Uno de los grandes problemas que tiene España desde hace tiempo es la reforma de las pensiones. Tal y cómo está concebido el sistema, funciona como una especie de estafa piramidal, que sólo se mantenía en pie porque seguían entrando trabajadores al sistema, cuyas cotizaciones permitían abonar las pensiones de los jubilados.
Ahora bien, si aumenta el número de los pensionistas,
disminuye el de los trabajadores o se restringe la posibilidad de entrada de
nuevos aportantes, el mecanismo colapsa. Y, en una especie de tormenta perfecta,
los tres factores han confluido: el aumento de la esperanza de vida hace crecer
el número de pensionistas y el tiempo que las percibirán; la disminución de la
natalidad hace que cada vez haya menos trabajadores (al menos, nacionales); y
una década larga de crisis económica ha hecho crecer el paro.

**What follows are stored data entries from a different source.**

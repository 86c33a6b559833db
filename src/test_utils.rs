//! Shared test utilities.
//!
//! In-memory database setup, fixtures with sensible defaults, and fakes for
//! the payment gateway and object storage seams.
#![allow(clippy::unwrap_used, clippy::expect_used, dead_code)]

use crate::{
    core::{
        ledger::{self, ConfirmedPayment, LedgerOutcome},
        user::{self, UserProfile},
    },
    entities::{
        ModerationStatus, UserRole, campaign, donation, organization, pending_donation,
        user as user_entity,
    },
    errors::{Error, Result},
    gateway::{
        CheckoutLink, PaymentGateway, PaymentRequest, WebhookEnvelope, checksum::ChecksumKey,
    },
    storage::ObjectStorage,
};
use async_trait::async_trait;
use chrono::{DateTime, Utc};
use sea_orm::{ActiveModelTrait, DatabaseConnection, Set};
use serde_json::json;
use std::sync::Mutex;
use tracing_subscriber::EnvFilter;
use uuid::Uuid;

/// Checksum key shared by [`FakeGateway`] and [`signed_webhook`].
pub const TEST_CHECKSUM_KEY: &str = "test-checksum-key";

pub fn init_test_tracing() {
    let _ = tracing_subscriber::fmt()
        .with_env_filter(
            EnvFilter::try_from_default_env().unwrap_or_else(|_| EnvFilter::new("debug")),
        )
        .with_test_writer()
        .try_init();
}

/// Creates an in-memory `SQLite` database with all tables initialized.
/// This is the standard setup for all integration tests.
pub async fn setup_test_db() -> Result<DatabaseConnection> {
    let db = sea_orm::Database::connect("sqlite::memory:").await?;
    crate::config::database::create_tables(&db).await?;
    Ok(db)
}

/// Creates a user profile.
///
/// # Defaults
/// * `full_name`: `"Test User {uid}"`
/// * `email`: `"{uid}@example.com"`
/// * `role`: user
pub async fn create_test_user(db: &DatabaseConnection, uid: &str) -> Result<user_entity::Model> {
    user::upsert_profile(
        db,
        UserProfile {
            uid: uid.to_string(),
            email: format!("{uid}@example.com"),
            full_name: format!("Test User {uid}"),
            avatar: String::new(),
            phone_number: String::new(),
        },
    )
    .await
}

/// Creates a user profile with a fixed registration time.
pub async fn create_user_registered_at(
    db: &DatabaseConnection,
    uid: &str,
    created_at: DateTime<Utc>,
) -> Result<user_entity::Model> {
    user_entity::ActiveModel {
        uid: Set(uid.to_string()),
        email: Set(format!("{uid}@example.com")),
        full_name: Set(format!("Test User {uid}")),
        avatar: Set(String::new()),
        phone_number: Set(String::new()),
        role: Set(UserRole::User),
        created_at: Set(created_at),
    }
    .insert(db)
    .await
    .map_err(Into::into)
}

/// Creates an organization with zeroed aggregates.
pub async fn create_test_organization(
    db: &DatabaseConnection,
    name: &str,
) -> Result<organization::Model> {
    organization::ActiveModel {
        id: Set(Uuid::new_v4().to_string()),
        name: Set(name.to_string()),
        description: Set(String::new()),
        logo: Set(String::new()),
        user_id: Set(format!("owner-of-{name}")),
        campaign_count: Set(0),
        total_raised: Set(0),
        created_at: Set(Utc::now()),
    }
    .insert(db)
    .await
    .map_err(Into::into)
}

/// Inserts an approved campaign directly, bypassing the organization's campaign count.
///
/// `organization_id` is stored as given, so it may point at nothing.
pub async fn create_test_campaign(
    db: &DatabaseConnection,
    organization_id: Option<&str>,
) -> Result<campaign::Model> {
    campaign::ActiveModel {
        id: Set(Uuid::new_v4().to_string()),
        title: Set("Test Campaign".to_string()),
        description: Set(String::new()),
        goal: Set(10_000_000),
        raised: Set(0),
        donors: Set(0),
        organization_id: Set(organization_id.map(str::to_string)),
        status: Set(ModerationStatus::Approved),
        category: Set("Giáo dục".to_string()),
        image: Set(String::new()),
        story_images: Set(Vec::<String>::new().into()),
        date_created: Set(Utc::now()),
        date_end: Set(Utc::now() + chrono::Duration::days(30)),
    }
    .insert(db)
    .await
    .map_err(Into::into)
}

/// A donor as seen by [`book_test_donation`].
pub struct TestDonor<'a> {
    pub user_id: &'a str,
    pub name: &'a str,
    pub is_anonymous: bool,
}

/// Books a confirmed donation through the ledger writer, so campaign and
/// organization aggregates stay consistent.
///
/// # Defaults
/// * `transaction_id`: `"pl_{order_code}"`
pub async fn book_test_donation(
    db: &DatabaseConnection,
    campaign_id: &str,
    donor: TestDonor<'_>,
    order_code: i64,
    amount: i64,
) -> Result<donation::Model> {
    pending_donation::ActiveModel {
        id: Set(Uuid::new_v4().to_string()),
        order_code: Set(order_code),
        campaign_id: Set(campaign_id.to_string()),
        user_id: Set(donor.user_id.to_string()),
        customer_name: Set(donor.name.to_string()),
        amount: Set(amount),
        is_anonymous: Set(donor.is_anonymous),
        created_at: Set(Utc::now()),
    }
    .insert(db)
    .await?;

    let outcome = ledger::record_confirmed_payment(
        db,
        ConfirmedPayment {
            order_code,
            amount,
            transaction_id: format!("pl_{order_code}"),
        },
    )
    .await?;
    match outcome {
        LedgerOutcome::Recorded(booked) => Ok(booked),
        other => panic!("donation was not booked: {other:?}"),
    }
}

/// Builds a webhook envelope signed with [`TEST_CHECKSUM_KEY`].
pub fn signed_webhook(
    code: &str,
    order_code: i64,
    amount: i64,
    payment_link_id: &str,
) -> WebhookEnvelope {
    let data = json!({
        "orderCode": order_code,
        "amount": amount,
        "paymentLinkId": payment_link_id,
        "description": format!("Quyen gop {order_code}"),
        "reference": "FT000001",
        "currency": "VND",
        "counterAccountName": null
    })
    .as_object()
    .cloned()
    .unwrap();
    WebhookEnvelope {
        code: code.to_string(),
        desc: "success".to_string(),
        success: code == "00",
        signature: ChecksumKey::new(TEST_CHECKSUM_KEY).sign_data(&data).unwrap(),
        data,
    }
}

/// Payment gateway that records requests and checks webhooks against [`TEST_CHECKSUM_KEY`].
pub struct FakeGateway {
    checksum: ChecksumKey,
    fail: bool,
    requests: Mutex<Vec<PaymentRequest>>,
}

impl FakeGateway {
    pub fn new() -> Self {
        Self {
            checksum: ChecksumKey::new(TEST_CHECKSUM_KEY),
            fail: false,
            requests: Mutex::new(Vec::new()),
        }
    }

    /// A gateway that refuses every payment link.
    pub fn failing() -> Self {
        Self {
            fail: true,
            ..Self::new()
        }
    }

    pub fn requests(&self) -> Vec<PaymentRequest> {
        self.requests.lock().unwrap().clone()
    }
}

#[async_trait]
impl PaymentGateway for FakeGateway {
    async fn create_payment_link(&self, request: &PaymentRequest) -> Result<CheckoutLink> {
        self.requests.lock().unwrap().push(request.clone());
        if self.fail {
            return Err(Error::Gateway {
                message: "gateway unavailable".to_string(),
            });
        }
        Ok(CheckoutLink {
            checkout_url: format!("https://pay.test/{}", request.order_code),
            payment_link_id: format!("pl_{}", request.order_code),
        })
    }

    fn verify_webhook(&self, envelope: &WebhookEnvelope) -> Result<()> {
        self.checksum.verify_data(&envelope.data, &envelope.signature)
    }
}

/// Object storage that keeps uploads in memory.
pub struct FakeStorage {
    fail: bool,
    uploads: Mutex<Vec<String>>,
}

impl FakeStorage {
    pub fn new() -> Self {
        Self {
            fail: false,
            uploads: Mutex::new(Vec::new()),
        }
    }

    pub fn failing() -> Self {
        Self {
            fail: true,
            ..Self::new()
        }
    }

    pub fn uploads(&self) -> Vec<String> {
        self.uploads.lock().unwrap().clone()
    }
}

#[async_trait]
impl ObjectStorage for FakeStorage {
    async fn upload(&self, data_uri: &str) -> Result<String> {
        if self.fail {
            return Err(Error::Storage {
                message: "storage unavailable".to_string(),
            });
        }
        let mut uploads = self.uploads.lock().unwrap();
        uploads.push(data_uri.to_string());
        Ok(format!("https://storage.test/{}", uploads.len()))
    }
}
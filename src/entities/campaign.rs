//! Campaign entity - a fundraising project run by an organization.
//!
//! `raised` and `donors` are derived aggregates. They start at zero and are only
//! ever changed by the ledger writer through `col = col + delta` updates, so the
//! values always equal the totals of the campaign's donation rows.

use super::{image_list::ImageList, sea_orm_active_enums::ModerationStatus};
use sea_orm::entity::prelude::*;
use serde::{Deserialize, Serialize};

/// Campaign database model
#[derive(Clone, Debug, PartialEq, Eq, DeriveEntityModel, Serialize, Deserialize)]
#[sea_orm(table_name = "campaigns")]
#[serde(rename_all = "camelCase")]
pub struct Model {
    /// Unique identifier for the campaign
    #[sea_orm(primary_key, auto_increment = false)]
    pub id: String,
    /// Headline shown on listings
    pub title: String,
    /// Long-form story
    pub description: String,
    /// Fundraising target
    pub goal: i64,
    /// Running total of confirmed donations
    pub raised: i64,
    /// Number of confirmed donations
    pub donors: i64,
    /// Owning organization, if any
    pub organization_id: Option<String>,
    /// Review state
    pub status: ModerationStatus,
    /// Listing category (e.g. "Giáo dục")
    pub category: String,
    /// Cover image URL
    pub image: String,
    /// Additional story images
    pub story_images: ImageList,
    /// When the campaign was submitted
    pub date_created: DateTimeUtc,
    /// When fundraising closes
    pub date_end: DateTimeUtc,
}

/// `Campaign` has no relationships with other entities
#[derive(Copy, Clone, Debug, EnumIter, DeriveRelation)]
pub enum Relation {}

impl ActiveModelBehavior for ActiveModel {}
//! Endpoints acting on behalf of a signed-in account.

use super::{AppState, caller::Caller, error::ApiResult};
use crate::{
    core::{
        campaign::{self, NewCampaign},
        chat,
        community::{self, LikeState, NewPost},
        donation,
        notification::{self, NotificationView},
        organization::{self, NewOrganizationRequest, OrganizationProfile},
        user::{self, UserProfile},
    },
    entities::{
        CampaignModel, ChatMessageModel, CommentModel, DonationModel, OrganizationModel,
        OrganizationRequestModel, PostModel, UserModel,
    },
    errors::{Error, Result},
};
use axum::{
    Json,
    extract::{Path, State},
    http::StatusCode,
};
use sea_orm::DatabaseConnection;
use serde::Deserialize;

#[derive(Debug, Deserialize)]
#[serde(rename_all = "camelCase")]
pub struct ProfileBody {
    #[serde(default)]
    pub email: String,
    #[serde(default)]
    pub full_name: String,
    #[serde(default)]
    pub avatar: String,
    #[serde(default)]
    pub phone_number: String,
}

#[derive(Debug, Deserialize)]
pub struct CommentBody {
    pub content: String,
}

#[derive(Debug, Deserialize)]
pub struct ChatBody {
    pub text: String,
}

async fn owned_organization(
    db: &DatabaseConnection,
    caller: &Caller,
    id: &str,
) -> Result<OrganizationModel> {
    let found = organization::get_organization(db, id)
        .await?
        .ok_or_else(|| Error::OrganizationNotFound { id: id.to_string() })?;
    if found.user_id != caller.0 {
        return Err(Error::Forbidden {
            message: "not the owner of this organization".to_string(),
        });
    }
    Ok(found)
}

/// Campaign `id`, provided the caller owns the organization running it.
async fn owned_campaign(db: &DatabaseConnection, caller: &Caller, id: &str) -> Result<CampaignModel> {
    let found = campaign::get_campaign(db, id)
        .await?
        .ok_or_else(|| Error::CampaignNotFound { id: id.to_string() })?;
    let Some(organization_id) = found.organization_id.as_deref() else {
        return Err(Error::Forbidden {
            message: "campaign has no owning organization".to_string(),
        });
    };
    owned_organization(db, caller, organization_id).await?;
    Ok(found)
}

/// `PUT /api/users/me`
pub async fn update_profile(
    State(state): State<AppState>,
    caller: Caller,
    Json(body): Json<ProfileBody>,
) -> ApiResult<UserModel> {
    let profile = UserProfile {
        uid: caller.0,
        email: body.email,
        full_name: body.full_name,
        avatar: body.avatar,
        phone_number: body.phone_number,
    };
    Ok(Json(user::upsert_profile(&state.db, profile).await?))
}

/// `GET /api/users/:uid/donations`
pub async fn user_donations(
    State(state): State<AppState>,
    caller: Caller,
    Path(uid): Path<String>,
) -> ApiResult<Vec<DonationModel>> {
    caller.ensure_is(&uid)?;
    Ok(Json(donation::list_for_user(&state.db, &uid).await?))
}

/// `GET /api/users/:uid/notifications`
pub async fn user_notifications(
    State(state): State<AppState>,
    caller: Caller,
    Path(uid): Path<String>,
) -> ApiResult<Vec<NotificationView>> {
    caller.ensure_is(&uid)?;
    Ok(Json(notification::list_for_user(&state.db, &uid).await?))
}

/// `POST /api/notifications/:id/read`
pub async fn mark_notification_read(
    State(state): State<AppState>,
    caller: Caller,
    Path(id): Path<String>,
) -> std::result::Result<StatusCode, super::error::ApiError> {
    notification::mark_read(&state.db, &caller.0, &id).await?;
    Ok(StatusCode::NO_CONTENT)
}

/// `POST /api/posts`
pub async fn create_post(
    State(state): State<AppState>,
    caller: Caller,
    Json(body): Json<NewPost>,
) -> ApiResult<PostModel> {
    Ok(Json(community::create_post(&state.db, &caller.0, body).await?))
}

/// `POST /api/posts/:id/like`
pub async fn toggle_like(
    State(state): State<AppState>,
    caller: Caller,
    Path(id): Path<String>,
) -> ApiResult<LikeState> {
    Ok(Json(community::toggle_like(&state.db, &id, &caller.0).await?))
}

/// `POST /api/posts/:id/comments`
pub async fn add_comment(
    State(state): State<AppState>,
    caller: Caller,
    Path(id): Path<String>,
    Json(body): Json<CommentBody>,
) -> ApiResult<CommentModel> {
    Ok(Json(
        community::add_comment(&state.db, &id, &caller.0, &body.content).await?,
    ))
}

/// `POST /api/organization-requests`
pub async fn submit_organization_request(
    State(state): State<AppState>,
    caller: Caller,
    Json(body): Json<NewOrganizationRequest>,
) -> ApiResult<OrganizationRequestModel> {
    Ok(Json(
        organization::submit_request(&state.db, &caller.0, body).await?,
    ))
}

/// `PUT /api/organizations/:id`
pub async fn update_organization(
    State(state): State<AppState>,
    caller: Caller,
    Path(id): Path<String>,
    Json(body): Json<OrganizationProfile>,
) -> ApiResult<OrganizationModel> {
    owned_organization(&state.db, &caller, &id).await?;
    Ok(Json(organization::update_profile(&state.db, &id, body).await?))
}

/// `POST /api/organizations/:id/campaigns`
pub async fn create_campaign(
    State(state): State<AppState>,
    caller: Caller,
    Path(id): Path<String>,
    Json(body): Json<NewCampaign>,
) -> ApiResult<CampaignModel> {
    owned_organization(&state.db, &caller, &id).await?;
    Ok(Json(campaign::create_campaign(&state.db, &id, body).await?))
}

/// `PUT /api/campaigns/:id`
pub async fn update_campaign(
    State(state): State<AppState>,
    caller: Caller,
    Path(id): Path<String>,
    Json(body): Json<NewCampaign>,
) -> ApiResult<CampaignModel> {
    owned_campaign(&state.db, &caller, &id).await?;
    Ok(Json(campaign::update_campaign(&state.db, &id, body).await?))
}

/// `DELETE /api/campaigns/:id`
pub async fn delete_campaign(
    State(state): State<AppState>,
    caller: Caller,
    Path(id): Path<String>,
) -> std::result::Result<StatusCode, super::error::ApiError> {
    owned_campaign(&state.db, &caller, &id).await?;
    campaign::delete_campaign(&state.db, &id).await?;
    Ok(StatusCode::NO_CONTENT)
}

/// `GET /api/users/:uid/chat`
pub async fn read_chat(
    State(state): State<AppState>,
    caller: Caller,
    Path(uid): Path<String>,
) -> ApiResult<Vec<ChatMessageModel>> {
    caller.ensure_is(&uid)?;
    Ok(Json(chat::read_as_user(&state.db, &uid).await?))
}

/// `POST /api/users/:uid/chat`
pub async fn send_chat_message(
    State(state): State<AppState>,
    caller: Caller,
    Path(uid): Path<String>,
    Json(body): Json<ChatBody>,
) -> ApiResult<ChatMessageModel> {
    caller.ensure_is(&uid)?;
    Ok(Json(
        chat::send_user_message(&state.db, &uid, &body.text).await?,
    ))
}
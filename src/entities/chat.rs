//! Chat entity - one support thread per account.
//!
//! The unread counters are bumped with `col = col + 1` when the other side
//! writes and reset when the thread is read.

use sea_orm::entity::prelude::*;
use serde::{Deserialize, Serialize};

/// Support thread database model
#[derive(Clone, Debug, PartialEq, Eq, DeriveEntityModel, Serialize, Deserialize)]
#[sea_orm(table_name = "chats")]
#[serde(rename_all = "camelCase")]
pub struct Model {
    /// Account the thread belongs to
    #[sea_orm(primary_key, auto_increment = false)]
    pub user_id: String,
    /// Display name when the thread was opened
    pub user_name: String,
    pub user_email: String,
    /// Text of the latest message
    pub last_message: String,
    /// Messages from the user the admin has not read
    pub unread_admin: i64,
    /// Messages from the admin the user has not read
    pub unread_user: i64,
    pub updated_at: DateTimeUtc,
}

#[derive(Copy, Clone, Debug, EnumIter, DeriveRelation)]
pub enum Relation {}

impl ActiveModelBehavior for ActiveModel {}
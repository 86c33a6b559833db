//! Organization business logic - registration requests, their review and the
//! organization profile.

use crate::{
    core::{
        moderation::{Decision, transition_error},
        notification, user,
    },
    entities::{
        ModerationStatus, NotificationKind, Organization, OrganizationColumn,
        OrganizationRequest, OrganizationRequestColumn, UserRole, organization,
        organization_request,
    },
    errors::{Error, Result},
};
use chrono::Utc;
use sea_orm::sea_query::Expr;
use sea_orm::{QueryOrder, Set, TransactionTrait, prelude::*};
use serde::{Deserialize, Serialize};
use tracing::{info, instrument, warn};
use uuid::Uuid;

/// Application submitted by a user who wants an organization account.
#[derive(Debug, Clone, Deserialize)]
#[serde(rename_all = "camelCase")]
pub struct NewOrganizationRequest {
    pub organization_name: String,
    pub description: String,
    #[serde(default)]
    pub logo: String,
    /// URL of the uploaded registration document
    #[serde(default)]
    pub document: String,
}

/// Editable organization profile fields.
#[derive(Debug, Clone, Deserialize)]
#[serde(rename_all = "camelCase")]
pub struct OrganizationProfile {
    pub name: String,
    pub description: String,
    pub logo: String,
}

/// Result of reviewing a request.
#[derive(Debug, Clone, PartialEq, Eq, Serialize)]
#[serde(rename_all = "camelCase")]
pub struct RequestReview {
    pub request: organization_request::Model,
    /// Organization created by an approval
    pub organization: Option<organization::Model>,
}

/// Files a registration request. A user may only have one pending request.
#[instrument(skip(db, request))]
pub async fn submit_request(
    db: &DatabaseConnection,
    user_id: &str,
    request: NewOrganizationRequest,
) -> Result<organization_request::Model> {
    if request.organization_name.trim().is_empty() {
        return Err(Error::Validation {
            message: "Organization name cannot be empty".to_string(),
        });
    }

    let open = OrganizationRequest::find()
        .filter(OrganizationRequestColumn::UserId.eq(user_id))
        .filter(OrganizationRequestColumn::Status.eq(ModerationStatus::Pending))
        .one(db)
        .await?;
    if open.is_some() {
        return Err(Error::Conflict {
            message: "Bạn đã gửi yêu cầu trước đó, vui lòng chờ duyệt.".to_string(),
        });
    }

    let created = organization_request::ActiveModel {
        id: Set(Uuid::new_v4().to_string()),
        user_id: Set(user_id.to_string()),
        organization_name: Set(request.organization_name.trim().to_string()),
        description: Set(request.description),
        logo: Set(request.logo),
        document: Set(request.document),
        status: Set(ModerationStatus::Pending),
        created_at: Set(Utc::now()),
    }
    .insert(db)
    .await?;
    info!(request_id = %created.id, "Organization request submitted");
    Ok(created)
}

/// Pending requests, oldest first.
pub async fn list_pending_requests(
    db: &DatabaseConnection,
) -> Result<Vec<organization_request::Model>> {
    OrganizationRequest::find()
        .filter(OrganizationRequestColumn::Status.eq(ModerationStatus::Pending))
        .order_by_asc(OrganizationRequestColumn::CreatedAt)
        .all(db)
        .await
        .map_err(Into::into)
}

/// Approves or rejects a pending request in one transaction.
///
/// Approval promotes the requester to the organization role and creates the
/// organization from the request. Either way the requester is notified.
#[instrument(skip(db))]
pub async fn moderate_request(
    db: &DatabaseConnection,
    id: &str,
    decision: Decision,
) -> Result<RequestReview> {
    let txn = db.begin().await?;

    let moved = OrganizationRequest::update_many()
        .col_expr(OrganizationRequestColumn::Status, Expr::value(decision.status()))
        .filter(OrganizationRequestColumn::Id.eq(id))
        .filter(OrganizationRequestColumn::Status.eq(ModerationStatus::Pending))
        .exec(&txn)
        .await?;
    let current = OrganizationRequest::find_by_id(id.to_string())
        .one(&txn)
        .await?;
    if moved.rows_affected == 0 {
        return Err(transition_error(
            "organization request",
            id,
            current.map(|r| r.status),
        ));
    }
    let request = current.ok_or_else(|| transition_error("organization request", id, None))?;

    let organization = if decision.is_approval() {
        if !user::set_role(&txn, &request.user_id, UserRole::Organization).await? {
            warn!(uid = %request.user_id, "Approved request for a user without profile");
        }
        let created = organization::ActiveModel {
            id: Set(Uuid::new_v4().to_string()),
            name: Set(request.organization_name.clone()),
            description: Set(request.description.clone()),
            logo: Set(request.logo.clone()),
            user_id: Set(request.user_id.clone()),
            campaign_count: Set(0),
            total_raised: Set(0),
            created_at: Set(Utc::now()),
        }
        .insert(&txn)
        .await?;
        Some(created)
    } else {
        None
    };

    let message = if decision.is_approval() {
        format!(
            "Yêu cầu đăng ký tổ chức \"{}\" đã được duyệt!",
            request.organization_name
        )
    } else {
        format!(
            "Yêu cầu đăng ký tổ chức \"{}\" đã bị từ chối.",
            request.organization_name
        )
    };
    notification::notify(
        &txn,
        &request.user_id,
        NotificationKind::Approved,
        message,
        None,
    )
    .await?;

    txn.commit().await?;
    info!(request_id = id, status = request.status.as_str(), "Organization request reviewed");
    Ok(RequestReview {
        request,
        organization,
    })
}

/// Finds an organization by id.
pub async fn get_organization(
    db: &DatabaseConnection,
    id: &str,
) -> Result<Option<organization::Model>> {
    Organization::find_by_id(id.to_string())
        .one(db)
        .await
        .map_err(Into::into)
}

/// Finds the organization owned by account `user_id`.
pub async fn find_by_owner(
    db: &DatabaseConnection,
    user_id: &str,
) -> Result<Option<organization::Model>> {
    Organization::find()
        .filter(OrganizationColumn::UserId.eq(user_id))
        .one(db)
        .await
        .map_err(Into::into)
}

/// All organizations, largest fundraisers first.
pub async fn list_organizations(db: &DatabaseConnection) -> Result<Vec<organization::Model>> {
    Organization::find()
        .order_by_desc(OrganizationColumn::TotalRaised)
        .all(db)
        .await
        .map_err(Into::into)
}

/// Updates name, description and logo. Aggregates are left untouched.
pub async fn update_profile(
    db: &DatabaseConnection,
    id: &str,
    profile: OrganizationProfile,
) -> Result<organization::Model> {
    if profile.name.trim().is_empty() {
        return Err(Error::Validation {
            message: "Organization name cannot be empty".to_string(),
        });
    }
    let existing = get_organization(db, id)
        .await?
        .ok_or_else(|| Error::OrganizationNotFound { id: id.to_string() })?;

    let mut active: organization::ActiveModel = existing.into();
    active.name = Set(profile.name.trim().to_string());
    active.description = Set(profile.description);
    active.logo = Set(profile.logo);
    active.update(db).await.map_err(Into::into)
}

#[cfg(test)]
mod tests {
    #![allow(clippy::unwrap_used)]
    use super::*;
    use crate::core::notification::list_for_user;
    use crate::test_utils::*;

    fn sample_request(name: &str) -> NewOrganizationRequest {
        NewOrganizationRequest {
            organization_name: name.to_string(),
            description: "Hỗ trợ trẻ em vùng cao".to_string(),
            logo: "https://img/logo.png".to_string(),
            document: "https://files/doc.pdf".to_string(),
        }
    }

    #[tokio::test]
    async fn test_only_one_pending_request_per_user() -> Result<()> {
        let db = setup_test_db().await?;
        submit_request(&db, "u1", sample_request("Quỹ 1")).await?;
        let second = submit_request(&db, "u1", sample_request("Quỹ 2")).await;
        assert!(matches!(second, Err(Error::Conflict { .. })));
        assert_eq!(list_pending_requests(&db).await?.len(), 1);
        Ok(())
    }

    #[tokio::test]
    async fn test_approve_request_creates_organization() -> Result<()> {
        let db = setup_test_db().await?;
        create_test_user(&db, "u1").await?;
        let request = submit_request(&db, "u1", sample_request("Quỹ Ánh Sáng")).await?;

        let review = moderate_request(&db, &request.id, Decision::Approved).await?;
        assert_eq!(review.request.status, ModerationStatus::Approved);
        let org = review.organization.unwrap();
        assert_eq!(org.name, "Quỹ Ánh Sáng");
        assert_eq!(org.user_id, "u1");
        assert_eq!(org.total_raised, 0);

        let owner = user::get_user(&db, "u1").await?.unwrap();
        assert_eq!(owner.role, UserRole::Organization);
        assert_eq!(find_by_owner(&db, "u1").await?.unwrap().id, org.id);

        let feed = list_for_user(&db, "u1").await?;
        assert_eq!(feed.len(), 1);
        assert!(feed[0].message.contains("đã được duyệt"));
        Ok(())
    }

    #[tokio::test]
    async fn test_reject_request_only_notifies() -> Result<()> {
        let db = setup_test_db().await?;
        create_test_user(&db, "u2").await?;
        let request = submit_request(&db, "u2", sample_request("Quỹ X")).await?;

        let review = moderate_request(&db, &request.id, Decision::Rejected).await?;
        assert!(review.organization.is_none());
        assert!(list_organizations(&db).await?.is_empty());
        assert_eq!(
            user::get_user(&db, "u2").await?.unwrap().role,
            UserRole::User
        );
        let feed = list_for_user(&db, "u2").await?;
        assert!(feed[0].message.contains("bị từ chối"));

        let again = moderate_request(&db, &request.id, Decision::Approved).await;
        assert!(matches!(again, Err(Error::InvalidTransition { .. })));
        assert!(list_organizations(&db).await?.is_empty());
        Ok(())
    }

    #[tokio::test]
    async fn test_update_profile_keeps_totals() -> Result<()> {
        let db = setup_test_db().await?;
        let org = create_test_organization(&db, "Quỹ Cũ").await?;
        let updated = update_profile(
            &db,
            &org.id,
            OrganizationProfile {
                name: "Quỹ Mới".to_string(),
                description: "mô tả".to_string(),
                logo: String::new(),
            },
        )
        .await?;
        assert_eq!(updated.name, "Quỹ Mới");
        assert_eq!(updated.total_raised, org.total_raised);
        Ok(())
    }
}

Se impone, por tanto, una reforma radical,
profunda, del mecanismo. Como la misma sería impopular, no hay político con los
redaños suficientes para hincarle el diente. Y menos que ninguno el psicópata
de La Moncloa, cobarde y miserable como es, que prefiere pedir a la Unión Europea frenar las reformas que debería afrontar para evitar la quiebra.
El que venga detrás, que arree, debe pensar.